**Collected data entries**

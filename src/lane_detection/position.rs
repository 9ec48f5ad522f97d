// src/lane_detection/position.rs

use super::types::LineSegment;

#[derive(Debug, Clone, Copy, PartialEq)]
pub struct LanePosition {
    /// Vehicle x minus lane centre x at the reference row
    pub offset: f32,
    pub lane_width: f32,
    pub turning_required_percentage: i32,
    pub overlay_corners: Option<[(f32, f32); 4]>,
}

/// Locate the vehicle inside its lane at row `reference_y`.
///
/// With only one boundary the other is placed `average_lane_width` away.
/// The camera is assumed to sit on the vehicle's centreline.
pub fn calculate_lane_position(
    left: Option<&LineSegment>,
    right: Option<&LineSegment>,
    frame_width: f32,
    reference_y: f32,
    average_lane_width: Option<f32>,
    turning_rounding: i32,
) -> Option<LanePosition> {
    let left_x = left.and_then(|l| l.x_at_y(reference_y));
    let right_x = right.and_then(|r| r.x_at_y(reference_y));

    let (left_x, right_x) = match (left_x, right_x, average_lane_width) {
        (Some(lx), Some(rx), _) => (lx, rx),
        (Some(lx), None, Some(width)) => (lx, lx + width),
        (None, Some(rx), Some(width)) => (rx - width, rx),
        _ => return None,
    };

    let lane_width = right_x - left_x;
    if lane_width <= 0.0 || !lane_width.is_finite() {
        return None;
    }

    let vehicle_x = frame_width / 2.0;
    let lane_center = (left_x + right_x) / 2.0;
    let offset = vehicle_x - lane_center;

    let overlay_corners = match (left, right) {
        (Some(l), Some(r)) => lane_overlay_corners(l, r, reference_y),
        _ => None,
    };

    Some(LanePosition {
        offset,
        lane_width,
        turning_required_percentage: turning_required(offset, lane_width, turning_rounding),
        overlay_corners,
    })
}

/// Rightward offset needs a leftward correction; clamped to ±100 and
/// truncated toward zero to a multiple of `rounding`.
pub fn turning_required(offset: f32, lane_width: f32, rounding: i32) -> i32 {
    let half_width = lane_width / 2.0;
    if half_width <= 0.0 {
        return 0;
    }

    let percentage = (-offset / half_width * 100.0).clamp(-100.0, 100.0) as i32;
    if rounding <= 1 {
        return percentage;
    }
    percentage / rounding * rounding
}

/// Quadrilateral between the two boundaries, from the higher of their top
/// endpoints down to the reference row. `None` when the lines cross inside it.
fn lane_overlay_corners(
    left: &LineSegment,
    right: &LineSegment,
    bottom_y: f32,
) -> Option<[(f32, f32); 4]> {
    let (left_x0, left_dxdy) = left.x_of_y()?;
    let (right_x0, right_dxdy) = right.x_of_y()?;

    let top_y = left.min_y().min(right.min_y());
    if top_y >= bottom_y {
        return None;
    }

    let x_left = |y: f32| left_x0 + left_dxdy * y;
    let x_right = |y: f32| right_x0 + right_dxdy * y;

    if x_left(top_y) >= x_right(top_y) || x_left(bottom_y) >= x_right(bottom_y) {
        return None;
    }

    Some([
        (x_left(top_y), top_y),
        (x_right(top_y), top_y),
        (x_right(bottom_y), bottom_y),
        (x_left(bottom_y), bottom_y),
    ])
}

**Work to be completed**
The expected output is one number, the tally of lines above containing "offset".

**Exercise answer**
7